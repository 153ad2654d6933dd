//! Language-identity filter: flags sentences that are really English (or
//! reference-list debris) rather than the target language.

use std::collections::HashSet;

use lazy_static::lazy_static;
use regex::Regex;
use serde::{Deserialize, Serialize};
use whatlang::Lang as Detected;

lazy_static! {
    static ref TOKEN: Regex = Regex::new(r"\b[a-z]+\b").unwrap();

    /// Function words plus the vocabulary of citation and bibliography
    /// blocks.
    pub static ref ENGLISH_STOPWORDS: HashSet<&'static str> = [
        "the", "be", "to", "of", "and", "a", "in", "that", "have", "i", "it", "for", "not",
        "on", "with", "he", "as", "you", "do", "at", "this", "but", "his", "by", "from",
        "they", "we", "say", "her", "she", "or", "an", "will", "my", "one", "all", "would",
        "there", "their", "what", "so", "up", "out", "if", "about", "who", "get", "which",
        "go", "me", "when", "make", "can", "like", "time", "no", "just", "him", "know",
        "take", "people", "into", "year", "your", "good", "some", "could", "them", "see",
        "other", "than", "then", "now", "look", "only", "come", "its", "over", "think",
        "also", "back", "after", "use", "two", "how", "our", "work", "first", "well", "way",
        "even", "new", "want", "because", "any", "these", "give", "day", "most", "us",
        "is", "was", "are", "were", "has", "had", "been",
        "references", "external", "links", "bibliography", "source", "title", "date",
        "author", "publisher", "retrieved", "archived", "original", "page", "pages",
        "volume", "issue", "doi", "isbn", "issn", "pmid", "journal", "university", "press",
        "abstract", "introduction", "conclusion", "chapter",
    ]
    .into_iter()
    .collect();
}

/// Tunables for [`LanguageFilter`].
#[derive(Debug, Clone, Serialize, Deserialize)]
#[serde(default)]
pub struct LanguageFilterConfig {
    /// Stopword density above which a sentence is flagged.
    pub threshold: f64,
    /// Sentences with fewer tokens than this use the hit-count rule.
    pub short_sentence_tokens: usize,
    pub short_sentence_hits: usize,
    /// Substrings that flag a sentence outright.
    pub markers: Vec<String>,
    /// Word sets that flag a sentence when all are present.
    pub marker_word_sets: Vec<Vec<String>>,
    /// Also ask whatlang whether the sentence is English.
    pub detect_language: bool,
    pub min_confidence: f64,
}

impl Default for LanguageFilterConfig {
    fn default() -> Self {
        Self {
            threshold: 0.25,
            short_sentence_tokens: 6,
            short_sentence_hits: 2,
            markers: ["references", "retrieved from", "tongue body"]
                .iter()
                .map(|s| s.to_string())
                .collect(),
            marker_word_sets: vec![vec!["how".into(), "an".into(), "our".into()]],
            detect_language: false,
            min_confidence: 0.9,
        }
    }
}

#[derive(Debug, Clone)]
pub struct LanguageFilter {
    config: LanguageFilterConfig,
    stopwords: HashSet<String>,
}

impl Default for LanguageFilter {
    fn default() -> Self {
        Self::new(LanguageFilterConfig::default())
    }
}

impl LanguageFilter {
    /// Filter using the built-in English stopword list.
    pub fn new(config: LanguageFilterConfig) -> Self {
        Self::with_stopwords(config, ENGLISH_STOPWORDS.iter().copied())
    }

    /// Markers and marker words are lower-cased to match the lower-cased
    /// sentence.
    pub fn with_stopwords<S: Into<String>>(
        mut config: LanguageFilterConfig,
        stopwords: impl IntoIterator<Item = S>,
    ) -> Self {
        for marker in &mut config.markers {
            *marker = marker.to_lowercase();
        }
        for word in config.marker_word_sets.iter_mut().flatten() {
            *word = word.to_lowercase();
        }
        Self {
            config,
            stopwords: stopwords.into_iter().map(Into::into).collect(),
        }
    }

    pub fn config(&self) -> &LanguageFilterConfig {
        &self.config
    }

    /// Share of tokens that are stopwords, with the raw counts.
    fn density(&self, lower: &str) -> (usize, usize) {
        let mut tokens = 0;
        let mut hits = 0;
        for m in TOKEN.find_iter(lower) {
            tokens += 1;
            if self.stopwords.contains(m.as_str()) {
                hits += 1;
            }
        }
        (tokens, hits)
    }

    pub fn is_off_target(&self, sentence: &str) -> bool {
        let lower = sentence.to_lowercase();
        let (tokens, hits) = self.density(&lower);
        if tokens == 0 {
            return false;
        }

        if self.config.markers.iter().any(|m| lower.contains(m.as_str())) {
            return true;
        }

        let words: HashSet<&str> = TOKEN.find_iter(&lower).map(|m| m.as_str()).collect();
        if self
            .config
            .marker_word_sets
            .iter()
            .any(|set| !set.is_empty() && set.iter().all(|w| words.contains(w.as_str())))
        {
            return true;
        }

        if hits as f64 / tokens as f64 > self.config.threshold {
            return true;
        }
        if tokens < self.config.short_sentence_tokens && hits >= self.config.short_sentence_hits {
            return true;
        }

        self.config.detect_language && self.detected_english(sentence)
    }

    fn detected_english(&self, sentence: &str) -> bool {
        match whatlang::detect(sentence) {
            Some(info) => {
                info.lang() == Detected::Eng
                    && info.is_reliable()
                    && info.confidence() >= self.config.min_confidence
            }
            None => false,
        }
    }
}
//! Corpus of English lexical borrowings in Asturian, Basque and Greek.
//!
//! Generated candidate forms and dictionary-attested loans are searched for
//! in Wikipedia; the retrieved sentences are filtered for English
//! contamination and semantic false positives, then checked against
//! external lexical resources.

pub mod config;
pub mod corpus;
pub mod error;
pub mod filter;
pub mod generator;
pub mod lexicon;
pub mod mediawiki;
pub mod miner;
pub mod model;
pub mod morph;
pub mod persist;
pub mod pipeline;
pub mod seeds;
pub mod validator;

#[cfg(feature = "python")]
mod python;

pub use config::{MinerConfig, PipelineConfig};
pub use error::{CorpusError, Result};
pub use filter::{CleanReport, NoiseFilter, Verdict};
pub use generator::{FormGenerator, Root, RootKind};
pub use lexicon::{LexiconEntry, LexiconSource};
pub use miner::{CorpusMiner, PageSource, SearchSource};
pub use model::{CleanCorpusEntry, Lang, MinedSentence, Pos, Seed};
pub use morph::{IntegrationLevel, MorphType, SeedType, SpellingFidelity};
pub use pipeline::Pipeline;
pub use seeds::SeedRepository;
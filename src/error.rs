//! Error types for the loanword corpus pipeline.

use std::path::PathBuf;

use thiserror::Error;

/// Top-level error type for pipeline operations.
#[derive(Debug, Error)]
pub enum CorpusError {
    /// A stage's required upstream file does not exist.
    #[error("missing input file: {}", .0.display())]
    MissingInput(PathBuf),

    /// Configuration could not be loaded or is inconsistent.
    #[error("configuration error: {0}")]
    Config(String),

    /// A record or tag could not be parsed.
    #[error("parse error: {0}")]
    Parse(String),

    /// A remote collaborator call failed.
    #[error("http error: {0}")]
    Http(String),

    #[error("io error: {0}")]
    Io(#[from] std::io::Error),

    #[error("json error: {0}")]
    Json(#[from] serde_json::Error),

    #[error("csv error: {0}")]
    Csv(#[from] csv::Error),
}

impl From<reqwest::Error> for CorpusError {
    fn from(e: reqwest::Error) -> Self {
        CorpusError::Http(e.to_string())
    }
}

impl From<tempfile::PersistError> for CorpusError {
    fn from(e: tempfile::PersistError) -> Self {
        CorpusError::Io(e.error)
    }
}

/// Result type for pipeline operations.
pub type Result<T> = std::result::Result<T, CorpusError>;
//! Hunspell lookup for the target languages.
//!
//! Each language's dictionary is optional; a form is only checked when
//! that language's `.aff`/`.dic` pair was found and parsed.

use std::collections::HashMap;
use std::fs;
use std::path::Path;

use tracing::{info, warn};
use zspell::Dictionary;

use crate::model::Lang;

/// Hunspell file stem per target language.
pub fn dictionary_name(lang: Lang) -> &'static str {
    match lang {
        Lang::Asturian => "ast_ES",
        Lang::Basque => "eu_ES",
        Lang::Greek => "el_GR",
    }
}

#[derive(Default)]
pub struct NativeDictionaries {
    dicts: HashMap<Lang, Dictionary>,
}

impl NativeDictionaries {
    /// Load whatever dictionaries `dict_dir` holds.
    pub fn load(dict_dir: &Path) -> Self {
        let mut dicts = HashMap::new();
        for lang in Lang::ALL {
            if let Some(d) = load_dict(dict_dir, dictionary_name(lang)) {
                dicts.insert(lang, d);
            }
        }
        let loaded = Self { dicts };
        info!("{}", loaded.stats());
        loaded
    }

    pub fn has(&self, lang: Lang) -> bool {
        self.dicts.contains_key(&lang)
    }

    /// `None` when no dictionary is loaded for `lang`. Multi-word forms are
    /// known only if every word is.
    pub fn check(&self, lang: Lang, form: &str) -> Option<bool> {
        let dict = self.dicts.get(&lang)?;
        let mut words = form.split_whitespace().peekable();
        if words.peek().is_none() {
            return Some(false);
        }
        Some(words.all(|w| check_word(dict, w)))
    }

    pub fn stats(&self) -> String {
        format!(
            "Dictionaries loaded: ast={}, eu={}, el={}",
            self.has(Lang::Asturian),
            self.has(Lang::Basque),
            self.has(Lang::Greek)
        )
    }
}

/// Exact form first, then lower-cased.
fn check_word(dict: &Dictionary, word: &str) -> bool {
    if dict.check_word(word) {
        return true;
    }
    let lower = word.to_lowercase();
    lower != word && dict.check_word(&lower)
}

fn load_dict(dict_dir: &Path, name: &str) -> Option<Dictionary> {
    let aff_path = dict_dir.join(format!("{}.aff", name));
    let dic_path = dict_dir.join(format!("{}.dic", name));

    if !aff_path.exists() || !dic_path.exists() {
        warn!(dictionary = name, dir = %dict_dir.display(), "dictionary not found");
        return None;
    }

    let aff_content = match fs::read_to_string(&aff_path) {
        Ok(content) => content,
        Err(e) => {
            warn!(error = %e, "failed to read {}.aff", name);
            return None;
        }
    };
    let dic_content = match fs::read_to_string(&dic_path) {
        Ok(content) => content,
        Err(e) => {
            warn!(error = %e, "failed to read {}.dic", name);
            return None;
        }
    };

    match zspell::builder()
        .config_str(&aff_content)
        .dict_str(&dic_content)
        .build()
    {
        Ok(dict) => {
            info!(dictionary = name, "loaded dictionary");
            Some(dict)
        }
        Err(e) => {
            warn!(error = %e, "failed to build dictionary {}", name);
            None
        }
    }
}

#[cfg(test)]
mod tests {
    use super::*;

    const AFF: &str = "SET UTF-8\n\nSFX N Y 1\nSFX N 0 a .\n";
    const DIC: &str = "3\nordenadore\nsagu\nklik/N\n";

    #[test]
    fn test_missing_directory_loads_nothing() {
        let dicts = NativeDictionaries::load(Path::new("/nonexistent/dictionaries"));
        for lang in Lang::ALL {
            assert!(!dicts.has(lang));
            assert_eq!(dicts.check(lang, "klik"), None);
        }
    }

    #[test]
    fn test_loaded_dictionary_checks_forms() {
        let dir = tempfile::tempdir().unwrap();
        fs::write(dir.path().join("eu_ES.aff"), AFF).unwrap();
        fs::write(dir.path().join("eu_ES.dic"), DIC).unwrap();

        let dicts = NativeDictionaries::load(dir.path());
        assert!(dicts.has(Lang::Basque));
        assert!(!dicts.has(Lang::Greek));
        assert_eq!(dicts.check(Lang::Basque, "Klik"), Some(true));
        assert_eq!(dicts.check(Lang::Basque, "klika sagu"), Some(true));
        assert_eq!(dicts.check(Lang::Basque, "klik egin"), Some(false));
        assert_eq!(dicts.check(Lang::Greek, "κλικ"), None);
    }
}
//! The seed repository: the single list of terms to search for.

use std::collections::{BTreeMap, HashSet};
use std::path::Path;

use tracing::warn;

use crate::error::Result;
use crate::generator::{FormGenerator, Root};
use crate::lexicon::{LexiconEntry, LexiconSource};
use crate::model::{Lang, Seed};
use crate::persist::{require_input, write_atomic};

/// Deduplicated, insertion-ordered seeds. No two seeds share
/// `(term, lang, type)`.
#[derive(Debug, Clone, Default, PartialEq, Eq)]
pub struct SeedRepository {
    seeds: Vec<Seed>,
}

impl SeedRepository {
    /// Synthetic seeds first, then dictionary-sourced ones; the first
    /// occurrence of a key wins.
    pub fn merge(
        generated: impl IntoIterator<Item = Seed>,
        dictionary_sourced: impl IntoIterator<Item = Seed>,
    ) -> Self {
        let mut seen = HashSet::new();
        let mut seeds = Vec::new();
        for seed in generated.into_iter().chain(dictionary_sourced) {
            if seed.term.trim().is_empty() {
                continue;
            }
            let key = (seed.term.clone(), seed.lang, seed.seed_type.clone());
            if seen.insert(key) {
                seeds.push(seed);
            }
        }
        Self { seeds }
    }

    /// Run every generator over every root.
    pub fn generate(generators: &[Box<dyn FormGenerator>], roots: &[Root]) -> Vec<Seed> {
        generators
            .iter()
            .flat_map(|g| g.generate_all(roots))
            .collect()
    }

    /// Attested seeds for the given target languages, in language order.
    pub fn attested(source: &dyn LexiconSource, langs: &[Lang]) -> Result<Vec<Seed>> {
        let mut seeds = Vec::new();
        for &lang in langs {
            seeds.extend(source.attested(lang)?.iter().map(LexiconEntry::to_seed));
        }
        Ok(seeds)
    }

    pub fn seeds(&self) -> &[Seed] {
        &self.seeds
    }

    pub fn len(&self) -> usize {
        self.seeds.len()
    }

    pub fn is_empty(&self) -> bool {
        self.seeds.is_empty()
    }

    /// (synthetic, attested) counts per language.
    pub fn counts_by_lang(&self) -> BTreeMap<Lang, (usize, usize)> {
        let mut counts = BTreeMap::new();
        for seed in &self.seeds {
            let c = counts.entry(seed.lang).or_insert((0, 0));
            if seed.seed_type.is_attested() {
                c.1 += 1;
            } else {
                c.0 += 1;
            }
        }
        counts
    }

    /// Load a seed CSV, skipping malformed rows. Duplicate rows collapse.
    pub fn load(path: &Path) -> Result<Self> {
        require_input(path)?;
        let mut reader = csv::Reader::from_path(path)?;
        let mut rows = Vec::new();
        for (idx, row) in reader.deserialize::<Seed>().enumerate() {
            match row {
                Ok(seed) => rows.push(seed),
                Err(e) => warn!(row = idx + 1, error = %e, "skipping malformed seed row"),
            }
        }
        Ok(Self::merge(rows, Vec::new()))
    }

    /// Write `term,lemma,lang,type,pos`.
    pub fn save(&self, path: &Path) -> Result<()> {
        write_atomic(path, |w| {
            let mut writer = csv::Writer::from_writer(w);
            for seed in &self.seeds {
                writer.serialize(seed)?;
            }
            writer.flush()?;
            Ok(())
        })
    }
}

impl IntoIterator for SeedRepository {
    type Item = Seed;
    type IntoIter = std::vec::IntoIter<Seed>;

    fn into_iter(self) -> Self::IntoIter {
        self.seeds.into_iter()
    }
}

★ ★ ★ ★

Your goal. The lines to show are those in the data above that include "FormGenerator".

Task solution.
pub use generator::{FormGenerator, Root, RootKind};
use crate::generator::{FormGenerator, Root};
    pub fn generate(generators: &[Box<dyn FormGenerator>], roots: &[Root]) -> Vec<Seed> {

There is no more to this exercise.